Summary Table - Calendar Spread

The calendar spread is a debit trade – meaning you pay to put on this strategy.  You sell the near-term option and buy the far-term option at the same strike price at different expiration months.  You will collect premium for selling the near-term option and you will pay premium for buying the far-term option. 

When you put on this trade, the debit you pay will be the difference in the time-value portion of the premium for each leg.  As time passes, this net difference will either get bigger, or smaller.  Ideally, you want to close the position when net time value is at its peak.  That is the top of the “witch’s hat” in the profit curve pictured above.

Ideally, the near-term option expires worthless -- one penny below its strike price (time value = 0).  In this ideal scenario, you reap whatever time-value is left in the far-term option (which you hope is substantial) and you sell that option on the open market, closing the entire spread position.

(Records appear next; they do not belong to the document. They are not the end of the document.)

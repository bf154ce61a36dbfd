//! Account routing and client instance caching.
//!
//! Multi-account setups configure one `|||`-delimited cookie string; this
//! module decides which credential set serves a given call and hands out
//! cached [`SunoClient`] instances keyed on the serialized cookie string.
//! None of this is ambient state: callers construct one [`AppContext`] per
//! process (or per test) and pass it around explicitly.

use std::collections::HashMap;
use std::sync::atomic::{AtomicUsize, Ordering};
use std::sync::Arc;

use tokio::sync::RwLock;
use tracing::{debug, info, warn};

use crate::client::SunoClient;
use crate::config::{Settings, COOKIE_POOL_DELIMITER};
use crate::error::{Error, Result};

/// Process-scoped routing context: credential pool, rotation counter,
/// persona routes and the client instance cache.
pub struct AppContext {
    settings: Arc<Settings>,
    pool: Vec<String>,
    rotation: AtomicUsize,
    persona_routes: RwLock<HashMap<String, usize>>,
    clients: RwLock<HashMap<String, Arc<SunoClient>>>,
}

impl AppContext {
    /// Build a context from a raw (possibly delimiter-separated) cookie
    /// string. Blank segments are dropped; segment order defines account
    /// indexes.
    pub fn new(settings: Arc<Settings>, cookie_pool: &str) -> Self {
        let pool: Vec<String> = cookie_pool
            .split(COOKIE_POOL_DELIMITER)
            .map(|cookie| cookie.trim().to_string())
            .filter(|cookie| !cookie.is_empty())
            .collect();
        debug!(accounts = pool.len(), "credential pool parsed");
        Self {
            settings,
            pool,
            rotation: AtomicUsize::new(0),
            persona_routes: RwLock::new(HashMap::new()),
            clients: RwLock::new(HashMap::new()),
        }
    }

    /// Build a context from the `SUNO_COOKIE` environment variable.
    pub fn from_env(settings: Arc<Settings>) -> Result<Self> {
        let raw = Settings::env_cookie()
            .ok_or_else(|| Error::config("SUNO_COOKIE is not set or empty"))?;
        Ok(Self::new(settings, &raw))
    }

    /// Number of configured credential sets.
    pub fn pool_size(&self) -> usize {
        self.pool.len()
    }

    /// Pick the account index for a call: an explicit index wins, then a
    /// persona route, then round-robin. The rotation counter advances
    /// exactly once per unindexed, unrouted call.
    pub async fn resolve_account(
        &self,
        explicit: Option<usize>,
        persona_id: Option<&str>,
    ) -> Result<usize> {
        if self.pool.is_empty() {
            return Err(Error::config("credential pool is empty"));
        }
        if let Some(index) = explicit {
            if index >= self.pool.len() {
                return Err(Error::validation(
                    "account_index",
                    format!("out of range, the pool holds {} accounts", self.pool.len()),
                ));
            }
            return Ok(index);
        }
        if let Some(persona_id) = persona_id {
            if let Some(&index) = self.persona_routes.read().await.get(persona_id) {
                if index < self.pool.len() {
                    debug!(persona_id, index, "persona route hit");
                    return Ok(index);
                }
            }
        }
        Ok(self.rotation.fetch_add(1, Ordering::Relaxed) % self.pool.len())
    }

    /// Client for a pool index.
    pub async fn client_for_index(&self, index: usize) -> Result<Arc<SunoClient>> {
        let cookie = self
            .pool
            .get(index)
            .ok_or_else(|| {
                Error::validation(
                    "account_index",
                    format!("out of range, the pool holds {} accounts", self.pool.len()),
                )
            })?
            .clone();
        self.client_for_cookie(&cookie).await
    }

    /// Client for a raw cookie string. A cache hit skips all session
    /// bootstrapping; concurrent misses on the same cookie both connect and
    /// the last writer wins, which is harmless since every instance is
    /// equally valid.
    pub async fn client_for_cookie(&self, raw_cookie: &str) -> Result<Arc<SunoClient>> {
        if let Some(client) = self.clients.read().await.get(raw_cookie) {
            return Ok(client.clone());
        }
        let client = Arc::new(SunoClient::connect(self.settings.clone(), raw_cookie).await?);
        self.clients
            .write()
            .await
            .insert(raw_cookie.to_string(), client.clone());
        Ok(client)
    }

    /// Resolve which cookie string a request uses: an inbound value that
    /// actually carries the identity-provider `__client` cookie wins, else
    /// the environment pool.
    pub fn resolve_cookie(request_cookie: Option<&str>) -> Result<String> {
        if let Some(cookie) = request_cookie {
            if cookie.contains("__client") {
                return Ok(cookie.trim().to_string());
            }
        }
        Settings::env_cookie().ok_or_else(|| {
            Error::config("no usable cookie: the request carried none and SUNO_COOKIE is not set")
        })
    }

    /// Walk every account's persona pages and rewrite the persona route
    /// table. This is the only operation that mutates routes; stale entries
    /// survive until the next scan overwrites them. Unreachable accounts
    /// are skipped with a warning rather than failing the whole scan.
    pub async fn scan_all_accounts(&self) -> Result<usize> {
        let mut routes: HashMap<String, usize> = HashMap::new();

        for (index, cookie) in self.pool.iter().enumerate() {
            let client = match self.client_for_cookie(cookie).await {
                Ok(client) => client,
                Err(err) => {
                    warn!(account = index, error = %err, "skipping account during persona scan");
                    continue;
                }
            };

            let mut seen = 0u32;
            let mut page = 1u32;
            loop {
                let listing = match client.get_personas(page).await {
                    Ok(listing) => listing,
                    Err(err) => {
                        warn!(account = index, page, error = %err, "persona page fetch failed");
                        break;
                    }
                };
                if listing.personas.is_empty() {
                    break;
                }
                seen += listing.personas.len() as u32;
                for persona in listing.personas {
                    routes.insert(persona.id, index);
                }
                if seen >= listing.total_results {
                    break;
                }
                page += 1;
            }
        }

        let count = routes.len();
        *self.persona_routes.write().await = routes;
        info!(personas = count, "persona routes rebuilt");
        Ok(count)
    }
}

#[cfg(test)]
mod tests {
    use super::*;

    fn context(pool: &str) -> AppContext {
        AppContext::new(Arc::new(Settings::default()), pool)
    }

    #[test]
    fn test_pool_parsing_drops_blank_segments() {
        let ctx = context("__client=a; other=1|||__client=b||| |||__client=c");
        assert_eq!(ctx.pool_size(), 3);
        assert_eq!(ctx.pool[1], "__client=b");
    }

    #[test]
    fn test_single_cookie_is_a_pool_of_one() {
        let ctx = context("__client=only");
        assert_eq!(ctx.pool_size(), 1);
    }

    #[tokio::test]
    async fn test_round_robin_advances_once_per_call() {
        let ctx = context("__client=a|||__client=b|||__client=c");
        let mut picks = Vec::new();
        for _ in 0..6 {
            picks.push(ctx.resolve_account(None, None).await.unwrap());
        }
        assert_eq!(picks, vec![0, 1, 2, 0, 1, 2]);
        assert_eq!(ctx.rotation.load(Ordering::Relaxed), 6);
    }

    #[tokio::test]
    async fn test_explicit_index_wins_and_does_not_advance_rotation() {
        let ctx = context("__client=a|||__client=b");
        assert_eq!(ctx.resolve_account(Some(1), None).await.unwrap(), 1);
        assert_eq!(ctx.resolve_account(Some(1), Some("p-1")).await.unwrap(), 1);
        assert_eq!(ctx.rotation.load(Ordering::Relaxed), 0);

        let err = ctx.resolve_account(Some(5), None).await.unwrap_err();
        assert!(matches!(err, Error::Validation(..)));
    }

    #[tokio::test]
    async fn test_persona_route_beats_rotation() {
        let ctx = context("__client=a|||__client=b|||__client=c");
        ctx.persona_routes
            .write()
            .await
            .insert("p-42".to_string(), 2);

        assert_eq!(ctx.resolve_account(None, Some("p-42")).await.unwrap(), 2);
        assert_eq!(ctx.rotation.load(Ordering::Relaxed), 0);

        // Unknown persona falls back to rotation.
        assert_eq!(ctx.resolve_account(None, Some("p-unknown")).await.unwrap(), 0);
        assert_eq!(ctx.rotation.load(Ordering::Relaxed), 1);
    }

    #[tokio::test]
    async fn test_empty_pool_is_a_config_error() {
        let ctx = context("   ");
        assert!(matches!(
            ctx.resolve_account(None, None).await,
            Err(Error::Config(_))
        ));
    }

    #[test]
    fn test_resolve_cookie_prefers_client_carrying_header() {
        let resolved =
            AppContext::resolve_cookie(Some("__client=tok; ajs_anonymous_id=x")).unwrap();
        assert_eq!(resolved, "__client=tok; ajs_anonymous_id=x");
    }

    // Set and clear SUNO_COOKIE inside one test so parallel tests never
    // observe a half-configured environment.
    #[test]
    fn test_resolve_cookie_falls_back_to_env_pool() {
        std::env::set_var("SUNO_COOKIE", "__client=env-tok; ajs_anonymous_id=y");
        let resolved = AppContext::resolve_cookie(Some("sessionid=opaque")).unwrap();
        assert_eq!(resolved, "__client=env-tok; ajs_anonymous_id=y");
        let resolved = AppContext::resolve_cookie(None).unwrap();
        assert_eq!(resolved, "__client=env-tok; ajs_anonymous_id=y");

        std::env::remove_var("SUNO_COOKIE");
        let err = AppContext::resolve_cookie(Some("sessionid=opaque")).unwrap_err();
        assert!(matches!(err, Error::Config(_)));
    }
}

With a calendar sread strategy, the profit scenario unfolds over time and there are often decisions to be made along the way.  For instance, if the near-term option expires way out-of-the-money, you will be left holding a far-term call option with a month or two left to go until expiration.  For many traders, that scenario smells like opportunity.  The money collected for writing the near-term option is in the bank and the remaining long call option has a few months to go before expiration.  Even though that call is way out-of-the-money, the trader sees plenty of time for the stock price to rally back and deliver a handsome return.

Be careful, though.  More than likely, that out-of-the-money call will expire worthless and you will lose the maximum amount possible with this strategy.  It is sometimes best to close out a calendar spread, even at a loss, and live to fight another day.

Positive vol change:
Volatility of far-term option goes up while volatility of the near-term option goes down or stays the same. 

Negative vol change:
Volatility of far-term option goes down while volatility of the near-term option goes up or stays the same.